"""
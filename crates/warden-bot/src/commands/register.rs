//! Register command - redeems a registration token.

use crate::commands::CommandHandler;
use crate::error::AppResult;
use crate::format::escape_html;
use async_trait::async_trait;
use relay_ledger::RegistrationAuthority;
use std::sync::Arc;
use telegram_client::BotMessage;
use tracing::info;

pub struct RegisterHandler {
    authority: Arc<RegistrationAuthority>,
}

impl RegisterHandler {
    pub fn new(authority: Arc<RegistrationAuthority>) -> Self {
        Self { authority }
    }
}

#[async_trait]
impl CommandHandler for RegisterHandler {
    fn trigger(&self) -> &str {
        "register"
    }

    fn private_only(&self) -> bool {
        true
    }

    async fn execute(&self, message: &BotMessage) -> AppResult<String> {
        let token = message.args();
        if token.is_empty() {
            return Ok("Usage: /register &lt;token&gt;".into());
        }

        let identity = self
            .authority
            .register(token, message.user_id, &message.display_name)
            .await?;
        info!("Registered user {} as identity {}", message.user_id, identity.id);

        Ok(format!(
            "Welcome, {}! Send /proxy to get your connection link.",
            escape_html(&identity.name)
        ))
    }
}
"""
• **Exercise**
Output the material in full, matching it word for word.

• **Task answer**
filename crates/warden-bot/src/commands/register.rs
//! Register command - redeems a registration token.

use crate::commands::CommandHandler;
use crate::error::AppResult;
use crate::format::escape_html;
use async_trait::async_trait;
use relay_ledger::RegistrationAuthority;
use std::sync::Arc;
use telegram_client::BotMessage;
use tracing::info;

pub struct RegisterHandler {
    authority: Arc<RegistrationAuthority>,
}

impl RegisterHandler {
    pub fn new(authority: Arc<RegistrationAuthority>) -> Self {
        Self { authority }
    }
}

#[async_trait]
impl CommandHandler for RegisterHandler {
    fn trigger(&self) -> &str {
        "register"
    }

    fn private_only(&self) -> bool {
        true
    }

    async fn execute(&self, message: &BotMessage) -> AppResult<String> {
        let token = message.args();
        if token.is_empty() {
            return Ok("Usage: /register &lt;token&gt;".into());
        }

        let identity = self
            .authority
            .register(token, message.user_id, &message.display_name)
            .await?;
        info!("Registered user {} as identity {}", message.user_id, identity.id);

        Ok(format!(
            "Welcome, {}! Send /proxy to get your connection link.",
            escape_html(&identity.name)
        ))
    }
}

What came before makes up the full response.